Merge pull request kubernetes-sigs#2153 from RentTheRunway/falconertc/clouddns_visibility_filter

k8s-ci-robot · web-flow · commit ec54ea73cb48 · 2021-07-28T01:23:36.000-07:00
CloudDNS: Allow filtering for private and public zones
diff --git a/README.md b/README.md
@@ -139,7 +139,7 @@ The following tutorials are provided:
 * [Dyn](docs/tutorials/dyn.md)
 * [Exoscale](docs/tutorials/exoscale.md)

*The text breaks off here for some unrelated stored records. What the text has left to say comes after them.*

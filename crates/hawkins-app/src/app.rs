//! Application state machine.
//!
//! This module defines the [`App`] state machine, which owns the session and
//! everything that acts on it over time, completely decoupled from terminal
//! I/O and the system clock.
//!
//! This is a pure state machine: it consumes [`crate::AppEvent`] inputs and
//! produces [`crate::AppAction`] instructions for the runtime to execute.
//! Time is passed in with every call.
//!
//! # Responsibilities
//!
//! - Routes keys and clicks to the session and its gesture detectors.
//! - Edits the message and starts or aborts transmissions.
//! - Drives the encoder, the sanity watch and the alarm from ticks.
//! - Chimes when a recovery gesture lands.
//! - Reports the next instant it needs to be ticked.

use hawkins_core::{Beeper, ConfigError, SessionConfig, Timestamp, time::earliest};

use crate::{
    Alarm, AppAction, AppEvent, KeyInput, MorseEncoder, SanityWatch, Session,
};

/// Application state machine.
///
/// Pure state machine that processes events and produces actions.
/// No I/O dependencies - fully testable in simulation.
#[derive(Debug)]
pub struct App<I, B> {
    session: Session<I>,
    encoder: MorseEncoder<I, B>,
    watch: SanityWatch<I>,
    alarm: Alarm<I, B>,
    /// Terminal dimensions (columns, rows).
    terminal_size: (u16, u16),
    /// Session revision at the last render request.
    rendered_revision: u64,
}

impl<I: Timestamp, B: Beeper> App<I, B> {
    /// Create an App whose session starts at `now`.
    ///
    /// `signal` carries the Morse pulses. `alarm` carries the low-sanity tone
    /// and the recovery chime.
    ///
    /// # Errors
    ///
    /// Returns an error if `config` fails validation.
    pub fn new(config: SessionConfig, signal: B, alarm: B, now: I) -> Result<Self, ConfigError> {
        config.validate()?;

        let encoder = MorseEncoder::new(config.morse, signal);
        let watch = SanityWatch::new(&config, now);
        let alarm = Alarm::new(&config, alarm);
        let session = Session::new(config, now);
        let rendered_revision = session.revision();

        Ok(Self { session, encoder, watch, alarm, terminal_size: (80, 24), rendered_revision })
    }

    /// Process an event and return actions.
    pub fn handle(&mut self, event: AppEvent, now: I) -> Vec<AppAction> {
        let mut actions = match event {
            AppEvent::Key(key) => self.handle_key(key, now),
            AppEvent::LogoClick => {
                self.session.handle_logo_click(now);
                vec![]
            },
            AppEvent::Tick => vec![],
            AppEvent::Resize(cols, rows) => {
                self.terminal_size = (cols, rows);
                vec![AppAction::Render]
            },
            AppEvent::Shutdown => {
                self.encoder.stop_encoding();
                vec![AppAction::Quit]
            },
        };

        self.watch.sync(now, &self.session);
        self.alarm.celebrate(&self.session);
        self.request_render(&mut actions);
        actions
    }

    /// Run everything that is due at `now`.
    pub fn tick(&mut self, now: I) -> Vec<AppAction> {
        let fired = self.watch.tick(now, &mut self.session);
        self.encoder.poll(now, &mut self.session);
        self.alarm.tick(now, &self.session);
        self.alarm.celebrate(&self.session);

        let mut actions = Vec::new();
        // The possession screen counts down with the watchdog.
        if fired && self.session.is_possessed() {
            actions.push(AppAction::Render);
        }
        self.request_render(&mut actions);
        actions
    }

    /// Earliest instant at which [`Self::tick`] has work to do.
    pub fn next_deadline(&self) -> Option<I> {
        let watch = self.watch.next_deadline(&self.session);
        let deadline = earliest(watch, self.encoder.next_deadline());
        earliest(deadline, self.alarm.next_deadline())
    }

    fn handle_key(&mut self, key: KeyInput, now: I) -> Vec<AppAction> {
        let was_possessed = self.session.is_possessed();

        self.session.handle_key_down(key, now);
        if let Some(c) = key.printable() {
            self.session.handle_key_press(c, now);
        }

        // Everything typed while possessed is swallowed by the gestures.
        if was_possessed {
            return vec![];
        }

        match key {
            KeyInput::Char(c) if !self.session.is_encoding() && !c.is_control() => {
                let mut message = self.session.message().to_string();
                message.push(c);
                self.session.set_message(&message);
                vec![]
            },
            KeyInput::Backspace if !self.session.is_encoding() => {
                let mut message = self.session.message().to_string();
                message.pop();
                self.session.set_message(&message);
                vec![]
            },
            KeyInput::Enter => {
                let message = self.session.message().to_string();
                self.encoder.encode_message(&message, &mut self.session, now);
                vec![]
            },
            KeyInput::Esc if self.session.is_encoding() => {
                self.encoder.stop_encoding();
                vec![]
            },
            KeyInput::Esc => vec![AppAction::Quit],
            _ => vec![],
        }
    }

    fn request_render(&mut self, actions: &mut Vec<AppAction>) {
        let revision = self.session.revision();
        if revision != self.rendered_revision {
            self.rendered_revision = revision;
            if !actions.contains(&AppAction::Render) {
                actions.push(AppAction::Render);
            }
        }
    }

    /// The session.
    pub fn session(&self) -> &Session<I> {
        &self.session
    }

    /// Mutable access to the session, for subscribing.
    pub fn session_mut(&mut self) -> &mut Session<I> {
        &mut self.session
    }

    /// The Morse encoder.
    pub fn encoder(&self) -> &MorseEncoder<I, B> {
        &self.encoder
    }

    /// The low-sanity alarm.
    pub fn alarm(&self) -> &Alarm<I, B> {
        &self.alarm
    }

    /// Terminal dimensions (columns, rows).
    pub fn terminal_size(&self) -> (u16, u16) {
        self.terminal_size
    }
}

 * [ExternalName Services](docs/tutorials/externalname.md)
-* Google Container Engine
+* Google Kubernetes Engine
 	* [Using Google's Default Ingress Controller](docs/tutorials/gke.md)
 	* [Using the Nginx Ingress Controller](docs/tutorials/nginx-ingress.md)
 * [Headless Services](docs/tutorials/hostport.md)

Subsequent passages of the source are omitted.